Provided information: Begin

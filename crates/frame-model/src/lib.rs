//! Hotzone Frame Model
//!
//! Defines the core data contracts shared by the processing and render
//! crates:
//! - **Boxes:** Normalized detected-subject bounding boxes
//! - **Regions:** The estimated tracking region and IN/OUT placements
//! - **Frames:** Sampled raster frames, track properties, and encoder buffers
//!
//! All coordinates are normalized to `[0.0, 1.0]` with the origin at the
//! bottom-left of the frame, matching what detectors report. Conversion to
//! top-left pixel space happens only at render time.

pub mod bbox;
pub mod frame;
pub mod region;

pub use bbox::*;
pub use frame::*;
pub use region::*;
#[tokio::test]
async fn previous_output_is_removed_and_parent_created() {
    let dir = tempfile::tempdir().unwrap();
    let stale = dir.path().join("out.mp4");
    std::fs::write(&stale, b"old render").unwrap();

    let source = MockSource::new(1.0);
    let factory = MockFactory::new(SinkLog::default());
    let pipeline = pipeline_with(MockDetector::new(Vec::new()), settings());
    pipeline
        .run(&source, &factory, &request_in(&dir), None)
        .await
        .unwrap();
    assert!(!stale.exists());

    let nested = ExportRequest::new(
        dir.path().join("input.mp4"),
        dir.path().join("renders/today/out.mp4"),
    );
    pipeline
        .run(&source, &MockFactory::new(SinkLog::default()), &nested, None)
        .await
        .unwrap();
    assert!(dir.path().join("renders/today").is_dir());
}

#[tokio::test]
async fn region_follows_activity_and_classifies_outliers() {
    let dir = tempfile::tempdir().unwrap();
    let source = MockSource::new(2.0);
    let factory = MockFactory::new(SinkLog::default());
    // The second subject sits in the top rows, which the search band skips.
    let detector = MockDetector::new(vec![
        centered_subject(),
        BoundingBox::new(0.0, 0.9, 0.1, 1.0),
    ]);
    let pipeline = pipeline_with(detector, settings());

    let report = pipeline
        .run(&source, &factory, &request_in(&dir), None)
        .await
        .unwrap();

    assert_eq!(report.region_outcome, RegionOutcome::Hot);
    let region = report.region;
    assert!((region.min_x() - 0.37).abs() < 1e-9);
    assert!((region.max_x() - 0.63).abs() < 1e-9);
    assert!((region.min_y() - 0.22).abs() < 1e-9);
    assert!((region.max_y() - 0.58).abs() < 1e-9);
    assert_eq!(report.subjects_in, 4);
    assert_eq!(report.subjects_out, 4);
}

#[tokio::test]
async fn no_detections_fall_back_to_default_region() {
    let dir = tempfile::tempdir().unwrap();
    let source = MockSource::new(2.0);
    let factory = MockFactory::new(SinkLog::default());
    let pipeline = pipeline_with(MockDetector::new(Vec::new()), settings());

    let report = pipeline
        .run(&source, &factory, &request_in(&dir), None)
        .await
        .unwrap();

    assert_eq!(report.region_outcome, RegionOutcome::NoSignal);
    assert!((report.region.min_y() - 0.25).abs() < 1e-9);
    assert!((report.region.max_y() - 0.70).abs() < 1e-9);
}

#[tokio::test]
async fn progress_walks_every_stage_in_order() {
    let dir = tempfile::tempdir().unwrap();
    let source = MockSource::new(2.0);
    let factory = MockFactory::new(SinkLog::default());
    let pipeline = pipeline_with(
        MockDetector::new(Vec::new()),
        ExportSettings {
            progress_every: 1,
            write_report: true,
            ..settings()
        },
    );

    let stages = Arc::new(Mutex::new(Vec::new()));
    let seen = stages.clone();
    let request = request_in(&dir);
    pipeline
        .run(
            &source,
            &factory,
            &request,
            Some(Box::new(move |p: ExportProgress| seen.lock().unwrap().push(p.stage))),
        )
        .await
        .unwrap();

    let mut stages = stages.lock().unwrap().clone();
    stages.dedup();
    assert_eq!(
        stages,
        vec![
            ExportStage::Init,
            ExportStage::Sampling,
            ExportStage::Estimating,
            ExportStage::OpeningSink,
            ExportStage::Streaming,
            ExportStage::Finalizing,
            ExportStage::Complete,
        ]
    );

    let report_path = ExportReport::report_path(&request.output);
    let json: serde_json::Value =
        serde_json::from_str(&std::fs::read_to_string(report_path).unwrap()).unwrap();
    assert_eq!(json["frames_pushed"], 4);
    assert_eq!(json["region_outcome"], "no_signal");
}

Provided information: End

◆ Task item
Go to the line with "Hotzone Frame Model" in the entries above and repeat every line from there through the line with "assert!((region.min_y() - 0.22).abs()", exactly and with no other text.

◆ Result of this exercise
//! Hotzone Frame Model
//!
//! Defines the core data contracts shared by the processing and render
//! crates:
//! - **Boxes:** Normalized detected-subject bounding boxes
//! - **Regions:** The estimated tracking region and IN/OUT placements
//! - **Frames:** Sampled raster frames, track properties, and encoder buffers
//!
//! All coordinates are normalized to `[0.0, 1.0]` with the origin at the
//! bottom-left of the frame, matching what detectors report. Conversion to
//! top-left pixel space happens only at render time.

pub mod bbox;
pub mod frame;
pub mod region;

pub use bbox::*;
pub use frame::*;
pub use region::*;
#[tokio::test]
async fn previous_output_is_removed_and_parent_created() {
    let dir = tempfile::tempdir().unwrap();
    let stale = dir.path().join("out.mp4");
    std::fs::write(&stale, b"old render").unwrap();

    let source = MockSource::new(1.0);
    let factory = MockFactory::new(SinkLog::default());
    let pipeline = pipeline_with(MockDetector::new(Vec::new()), settings());
    pipeline
        .run(&source, &factory, &request_in(&dir), None)
        .await
        .unwrap();
    assert!(!stale.exists());

    let nested = ExportRequest::new(
        dir.path().join("input.mp4"),
        dir.path().join("renders/today/out.mp4"),
    );
    pipeline
        .run(&source, &MockFactory::new(SinkLog::default()), &nested, None)
        .await
        .unwrap();
    assert!(dir.path().join("renders/today").is_dir());
}

#[tokio::test]
async fn region_follows_activity_and_classifies_outliers() {
    let dir = tempfile::tempdir().unwrap();
    let source = MockSource::new(2.0);
    let factory = MockFactory::new(SinkLog::default());
    // The second subject sits in the top rows, which the search band skips.
    let detector = MockDetector::new(vec![
        centered_subject(),
        BoundingBox::new(0.0, 0.9, 0.1, 1.0),
    ]);
    let pipeline = pipeline_with(detector, settings());

    let report = pipeline
        .run(&source, &factory, &request_in(&dir), None)
        .await
        .unwrap();

    assert_eq!(report.region_outcome, RegionOutcome::Hot);
    let region = report.region;
    assert!((region.min_x() - 0.37).abs() < 1e-9);
    assert!((region.max_x() - 0.63).abs() < 1e-9);
    assert!((region.min_y() - 0.22).abs() < 1e-9);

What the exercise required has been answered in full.